A la base de ce groupe inconnu au bataillon, deux british prénommés Rhys. Amis de 14 ans, ils décident de former un groupe lors d’une soirée. Bien leur en a pris. La suite est un bidouillage éclairé dans un home studio de fortune (le fameux mythe de la cave), complété d’un recrutement assidu de musiciens live et studio (la boîte à rythme des débuts sera par exemple remplacé par un musicien en chair et en os). Au final, une somme d’inspirations digérées qui font place à une créativité éclairée. Un album de son temps.
“I don’t know”. Hâchures de flanger. Le son tourne et ensorcelle. A la manière d’une Melody Echo’s Chamber, la voix envoute. Douceur et incandescence. Les arpèges de guitare rayonnent quand la batterie devient voilée. Le moment est à la rêverie.
“Porcelain” est mixé précisément comme certains titres de Radiohead. La voix décore un fond travaillé de sons sphériques et spatiaux. Tout résonne et clignote. La reverb transporte et le delay hypnotise. Une belle entrée en matière qui ouvre notre réceptivité pour la suite. En douceur.
Un clavier ricoche, entre orgue et synthétiseur. Un son nouveau. Puis des accords égrenés au détour d’un son clair parfait. Une batterie marque un minimum de temps. La colonne vertébrale discrète d’un titre aux airs d’impro. “Circa 1954”.
“Strawberry Glue” prend des accents noise rock / shoegaze.
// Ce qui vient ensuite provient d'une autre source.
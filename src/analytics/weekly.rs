//! Weekly trend aggregate consumed by the insights screen. Chart rendering
//! itself lives with the caller.

use chrono::{Duration, NaiveDate};
use serde::{Deserialize, Serialize};

use crate::history::History;

#[derive(Debug, Clone, Serialize, Deserialize, PartialEq)]
pub struct WeeklyPoint {
    pub date: NaiveDate,
    /// Short weekday label, e.g. "Mon".
    pub label: String,
    pub check_ins: u32,
    pub resets: u32,
}

impl WeeklyPoint {
    fn activity(&self) -> u32 {
        self.check_ins + self.resets
    }
}

#[derive(Debug, Clone, Serialize, Deserialize)]
pub struct WeeklySummary {
    /// One point per day for the trailing week, oldest first.
    pub points: Vec<WeeklyPoint>,
    /// Consecutive active days ending at the most recent active run.
    pub streak: u32,
    /// Label of the busiest active day, if any day was active.
    pub best_day: Option<String>,
}

/// Builds the trailing-week aggregate ending at `today`. Records are
/// bucketed by their UTC calendar date, so `today` must be the current UTC
/// date (`Utc::now().date_naive()`), not a local one.
pub fn weekly_summary(history: &History, today: NaiveDate) -> WeeklySummary {
    let mut points = Vec::with_capacity(7);
    for offset in (0..7).rev() {
        let day = today - Duration::days(offset);
        let check_ins = history
            .check_ins
            .iter()
            .filter(|ci| ci.timestamp.date_naive() == day)
            .count() as u32;
        let resets = history
            .resets
            .iter()
            .filter(|r| r.started_at.date_naive() == day)
            .count() as u32;
        points.push(WeeklyPoint {
            date: day,
            label: day.format("%a").to_string(),
            check_ins,
            resets,
        });
    }

    let mut streak = 0;
    let mut best: Option<&WeeklyPoint> = None;
    for point in &points {
        if point.activity() > 0 {
            streak += 1;
            if best.map_or(true, |b| point.activity() > b.activity()) {
                best = Some(point);
            }
        } else {
            streak = 0;
        }
    }
    let best_day = best.map(|b| b.label.clone());

    WeeklySummary {
        points,
        streak,
        best_day,
    }
}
On imagine une Jazzmaster bruitiste, un joyeux bordel.
“Beta Male” salit ce qu’il restait de net dans cet album. La fuzz tiraille les micros simples, un riff perché se décompose en notes indépendantes, la caisse claire explose en vrac, avant de s’assagir (2’37). Thurston Moore devrait aimer. Un équilibre clair/obscur précis et tenu.
“Nk” ronronne dès les premières notes. Un noise gate qui ne peut s’empêcher de laisser s’échapper un souffle discret. Puis un mur du son. Epoque Silverchair (souvenons-nous du son de l’intro de Freak, la belle époque capillaire innocente). Tout cela râpe le gosier mais s’adoucit d’incantations divines que Tom Yorke n’aurait pas reniées.
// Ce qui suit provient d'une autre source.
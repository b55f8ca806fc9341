//! `phenosim` computes semantic similarity between sets of phenotype terms
//! from a hierarchical ontology and derives similarity-based features for
//! case/control cohorts.
//!
//! The ontology is a directed acyclic graph of terms connected by `is-a`
//! relationships. It is built in memory through the [`Ontology`] builder API;
//! parsing of `hp.obo` or annotation files is not part of this crate. Every
//! term carries an externally supplied information content value that the
//! builtin similarity algorithms use for scoring.
//!
//! # Examples
//!
//! ```
//! use phenosim::similarity::{Builtins, StandardCombiner};
//! use phenosim::{Ontology, TermId, TermSet};
//!
//! let mut ontology = Ontology::default();
//! let root = TermId::try_from("HP:0000001").unwrap();
//! let seizure = TermId::try_from("HP:0001250").unwrap();
//! let ataxia = TermId::try_from("HP:0001251").unwrap();
//!
//! ontology.insert_term(root, "All").unwrap();
//! ontology.insert_term(seizure, "Seizure").unwrap();
//! ontology.insert_term(ataxia, "Ataxia").unwrap();
//! ontology.add_parent(root, seizure);
//! ontology.add_parent(root, ataxia);
//! ontology.create_cache();
//! ontology.set_information_content(root, 0.0).unwrap();
//! ontology.set_information_content(seizure, 4.2).unwrap();
//! ontology.set_information_content(ataxia, 3.7).unwrap();
//!
//! let patient_1 = TermSet::from_tokens(&ontology, &["HP:0001250", "Ataxia"]);
//! let patient_2 = TermSet::from_tokens(&ontology, &["HP:0001251"]);
//!
//! let similarity = patient_1.similarity(
//!     &patient_2,
//!     &Builtins::Resnik,
//!     &StandardCombiner::default(),
//! );
//! assert!(similarity >= 0.0);
//! ```
use std::num::ParseIntError;
use thiserror::Error;

pub mod cohort;
pub mod filter;
pub mod matrix;
pub mod similarity;
pub mod subgraph;
pub mod term;
mod ontology;
mod set;

pub use ontology::Ontology;
pub use set::TermSet;
pub use subgraph::AnnotatedSubgraph;
pub use term::{Term, TermGroup, TermId};

const DEFAULT_NUM_PARENTS: usize = 10;
const DEFAULT_NUM_ALL_PARENTS: usize = 50;

/// The ID prefix convention of the ontology, e.g. `HP:0001250`
pub const TERM_ID_PREFIX: &str = "HP:";

/// Errors of the `phenosim` crate
#[derive(Error, Debug, PartialEq, Eq)]
pub enum PhenoError {
    /// The term is not present in the ontology
    #[error("term does not exist")]
    DoesNotExist,
    /// A term ID did not follow the `HP:1234567` convention
    #[error("invalid term id: {0}")]
    InvalidTermId(String),
    /// The numerical part of a term ID could not be parsed
    #[error("unable to parse Integer")]
    ParseIntError,
    /// A named scoring or aggregation method is not known to this crate
    #[error("unknown similarity method: {0}")]
    UnknownMethod(String),
}

impl From<ParseIntError> for PhenoError {
    fn from(_: ParseIntError) -> Self {
        PhenoError::ParseIntError
    }
}

/// The crate-wide Result type
pub type PhenoResult<T> = Result<T, PhenoError>;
Lorsque le groupe s’essaye à la ballade, cela donne “Ultra Vivid”. Surtout Ultra Orange. Une certaine aisance débridée. Un apaisement sonore qui guérit le tympan précédemment agressé de parasites fuzz. Mais est-ce l’angle le plus intéressant pour apprécier le travail d’Ulrika Spacek? La boucle finale défile – et le temps avec elle – comme pour nous rappeler que le commencement n’est pas si loin.
“She’s a Cult” au regard des autres titres devient dispensable. Énergie brute en powerchords, une pointe de grunge. Répétitif et moins d’intérêt finalement. Seul intérêt, la noyade de la voix qui raconte déjà une histoire particulière.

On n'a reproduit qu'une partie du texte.